Jarrod MANGLES - 26/02/2020
Under section 21(2) of the Parole Act 2002
Jarrod Allan MANGLES
Hearing: 26 February 2020
at Rolleston Prison via AVL from New Zealand Parole Board, Wellington
Members of the Board:
- Sir Ron Young – Chairperson
- Mr B McMurray
- Dr G Coyle
- Dr J Skipworth
- Mr E Huda
- Ms D Davidson – Case Manager
DECISION OF THE BOARD
- Jarrod Allan Mangles was sentenced to life imprisonment for murder in 2004. The murder was committed many years earlier when Mr Mangles was 15 years of age. After that Mr Mangles had a long history of very serious criminal offending of over 80 offences. It was then subsequently discovered he was responsible for the earlier murder and was imprisoned in 2004.
- When we saw him in March 2019 he had completed all his rehabilitation including the Special Treatment Unit Programme (STURP) and the Drug Treatment Programme (DTP). There was a possibility then of a Release to Work, but we recorded concerns expressed by the victims about Release to Work from Otago Corrections Facility where Mr Mangles was, and also concerns they had about any ultimate release to the Southland/Dunedin area.
- As to the current position, Mr Mangles is now at Rolleston Prison. He has, over the period, and since the STURP, completed some but not all of the maintenance for the STURP.
- He is a polite compliant prisoner and no further rehabilitation is identified for him.
- It is said by the psychologist that he has demonstrated sustained appropriate behavioural change in the prison and is now at moderate risk of reoffending.
- Mr Mangles wanted to be released to [withheld] where a friend of his was working and would employ him.
- We think an extended period of reintegration of testing in more liberal circumstances is appropriate now for Mr Mangles. He has had a period in internal Self-Care. He has had time working on prison farms and inside the prison, all of which so far have gone well. But given Mr Mangles long history of violent offending and given the very violent murder he committed, we think a cautious approach to his reintegration is important. The fact that he has also been in prison now for some 16 years emphasises the need for a cautious approach.
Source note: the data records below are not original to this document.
//! Persona-bound conversational agent.
//!
//! A `SessionAgent` owns one `CompletionClient` whose persona preamble was
//! bound at construction, plus the append-only transcript of its own turns.
//! `ask` never fails: a completion error comes back as inline text starting
//! with [`API_ERROR_MARKER`](crate::errors::API_ERROR_MARKER).

use std::time::Duration;

use async_trait::async_trait;
use serde::{Deserialize, Serialize};
use tracing::{debug, info, warn};

use crate::errors::CompletionError;

/// One prompt/response exchange in an agent's session.
#[derive(Debug, Clone, PartialEq, Eq, Serialize, Deserialize)]
pub struct Turn {
    pub prompt: String,
    pub response: String,
}

/// External completion backend with a persona already bound to it.
///
/// `history` holds the caller's prior turns, oldest first; the persona
/// instruction is not part of it.
#[async_trait]
pub trait CompletionClient: Send + Sync {
    async fn send(&self, prompt: &str, history: &[Turn]) -> Result<String, CompletionError>;
}

/// A named persona with a private conversational session.
pub struct SessionAgent {
    name: String,
    instruction: String,
    client: Box<dyn CompletionClient>,
    transcript: Vec<Turn>,
    timeout: Option<Duration>,
}

impl SessionAgent {
    /// `instruction` must be the same preamble the client was built with.
    pub fn new(
        name: impl Into<String>,
        instruction: impl Into<String>,
        client: Box<dyn CompletionClient>,
    ) -> Self {
        Self {
            name: name.into(),
            instruction: instruction.into(),
            client,
            transcript: Vec::new(),
            timeout: None,
        }
    }

    /// Bound each completion by `timeout`. `None` waits indefinitely.
    pub fn with_timeout(mut self, timeout: Option<Duration>) -> Self {
        self.timeout = timeout;
        self
    }

    pub fn name(&self) -> &str {
        &self.name
    }

    pub fn instruction(&self) -> &str {
        &self.instruction
    }

    /// Turns so far, oldest first. Failed completions are recorded too.
    pub fn transcript(&self) -> &[Turn] {
        &self.transcript
    }

    /// Send `prompt` in this agent's session and return the newest answer.
    pub async fn ask(&mut self, prompt: &str) -> String {
        info!(agent = %self.name, "{} is thinking...", self.name);

        let response = match self.complete(prompt).await {
            Ok(text) => {
                debug!(agent = %self.name, chars = text.len(), "completion received");
                text
            }
            Err(e) => {
                warn!(agent = %self.name, error = %e, "completion failed, answering inline");
                e.inline()
            }
        };

        self.transcript.push(Turn {
            prompt: prompt.to_string(),
            response: response.clone(),
        });
        response
    }

    async fn complete(&self, prompt: &str) -> Result<String, CompletionError> {
        let call = self.client.send(prompt, &self.transcript);
        match self.timeout {
            Some(limit) => tokio::time::timeout(limit, call)
                .await
                .map_err(|_| CompletionError::Timeout(limit))?,
            None => call.await,
        }
    }
}

impl std::fmt::Debug for SessionAgent {
    fn fmt(&self, f: &mut std::fmt::Formatter<'_>) -> std::fmt::Result {
        f.debug_struct("SessionAgent")
            .field("name", &self.name)
            .field("turns", &self.transcript.len())
            .field("timeout", &self.timeout)
            .finish()
    }
}

#[cfg(test)]
mod tests {
    use std::sync::{Arc, Mutex};

    use super::*;
    use crate::errors::is_error_reply;

    /// Echoes the prompt and records how much history it was handed.
    #[derive(Default)]
    struct EchoClient {
        history_lens: Arc<Mutex<Vec<usize>>>,
    }

    #[async_trait]
    impl CompletionClient for EchoClient {
        async fn send(&self, prompt: &str, history: &[Turn]) -> Result<String, CompletionError> {
            self.history_lens.lock().unwrap().push(history.len());
            Ok(format!("echo: {prompt}"))
        }
    }

    struct FailingClient;

    #[async_trait]
    impl CompletionClient for FailingClient {
        async fn send(&self, _prompt: &str, _history: &[Turn]) -> Result<String, CompletionError> {
            Err(CompletionError::RateLimited("quota exceeded".into()))
        }
    }

    struct SlowClient;

    #[async_trait]
    impl CompletionClient for SlowClient {
        async fn send(&self, _prompt: &str, _history: &[Turn]) -> Result<String, CompletionError> {
            tokio::time::sleep(Duration::from_secs(600)).await;
            Ok("too late".into())
        }
    }

    #[tokio::test]
    async fn ask_appends_to_transcript() {
        let mut agent = SessionAgent::new(
            "Analyst",
            "You are a Legal Analyst.",
            Box::new(EchoClient::default()),
        );

        assert_eq!(agent.ask("first").await, "echo: first");
        assert_eq!(agent.ask("second").await, "echo: second");

        let turns = agent.transcript();
        assert_eq!(turns.len(), 2);
        assert_eq!(turns[0].prompt, "first");
        assert_eq!(turns[1].response, "echo: second");
    }

    #[tokio::test]
    async fn history_grows_between_calls() {
        let client = EchoClient::default();
        let lens = client.history_lens.clone();

        let mut agent = SessionAgent::new("Analyst", "persona", Box::new(client));
        agent.ask("a").await;
        agent.ask("b").await;
        agent.ask("c").await;

        assert_eq!(*lens.lock().unwrap(), vec![0, 1, 2]);
    }

    #[tokio::test]
    async fn failure_is_returned_inline() {
        let mut agent = SessionAgent::new("Compliance", "persona", Box::new(FailingClient));
        let answer = agent.ask("audit").await;
        assert!(is_error_reply(&answer));
        assert!(answer.contains("quota exceeded"));
        assert_eq!(agent.transcript().len(), 1);
    }

    #[tokio::test(start_paused = true)]
    async fn timeout_is_returned_inline() {
        let mut agent = SessionAgent::new("Negotiator", "persona", Box::new(SlowClient))
            .with_timeout(Some(Duration::from_secs(5)));
        let answer = agent.ask("draft").await;
        assert!(is_error_reply(&answer));
        assert!(answer.contains("5s"));
    }
}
- We told him that we wanted him to undertake a period of Release to Work. Mr Mangles apparently has been offered the opportunity of working within the prison on the construction yard, which is seen as a way through to Release to Work. He said in the past that he was not prepared to do so because he did not want to do construction work. That has effectively meant that he has cut off a pathway to Release to Work. We therefore have encouraged him to spend a period of time working in the construction yard and hopefully then he can obtain release to work.
- As to potential release, we have made it clear on previous occasions that we think it highly unlikely that Mr Mangles would be released by any Board in the particular area or near the areas where a number of members of the family of the victim of his murder live. That is in an area from Dunedin south including Southland. The victims also expressed their concerns about release near the Christchurch area. We express no view currently as to the appropriateness of release there. No doubt the Board will want to further consider any possible releases to that area and its potential effect on victims.
- It is also fair to Mr Mangles that we recognise some of the frustrations he has had within the prison system.
- Firstly, his principal corrections officer told us that when he was transferred from Otago to Christchurch Men’s Prison he was told that he was likely to get Release to Work. That has not proved to be the case and is part of his frustration.
- Secondly, although the Board had made it clear particularly at the last hearing that they were unlikely to support a release to [withheld], unfortunately Community Corrections in their parole assessment report noted that there were no impediments to a release to [withheld]. We ask that in the future, those preparing such reports ensure that where their recommendations do not align with the Board’s view, then they provide reasoning as to why. We note that the parole assessment report said that there were no victims concerns or issues in the [withheld] area. That conclusion was clearly wrong. We note that our concern about any release to the Southland or Dunedin area was signalled to Mr Mangles and Community Corrections as early as May 2017.
- We are therefore satisfied for the reasons given Mr Mangles remains an undue risk. We will see him again in approximately 12 month’s time, by the end of March 2021.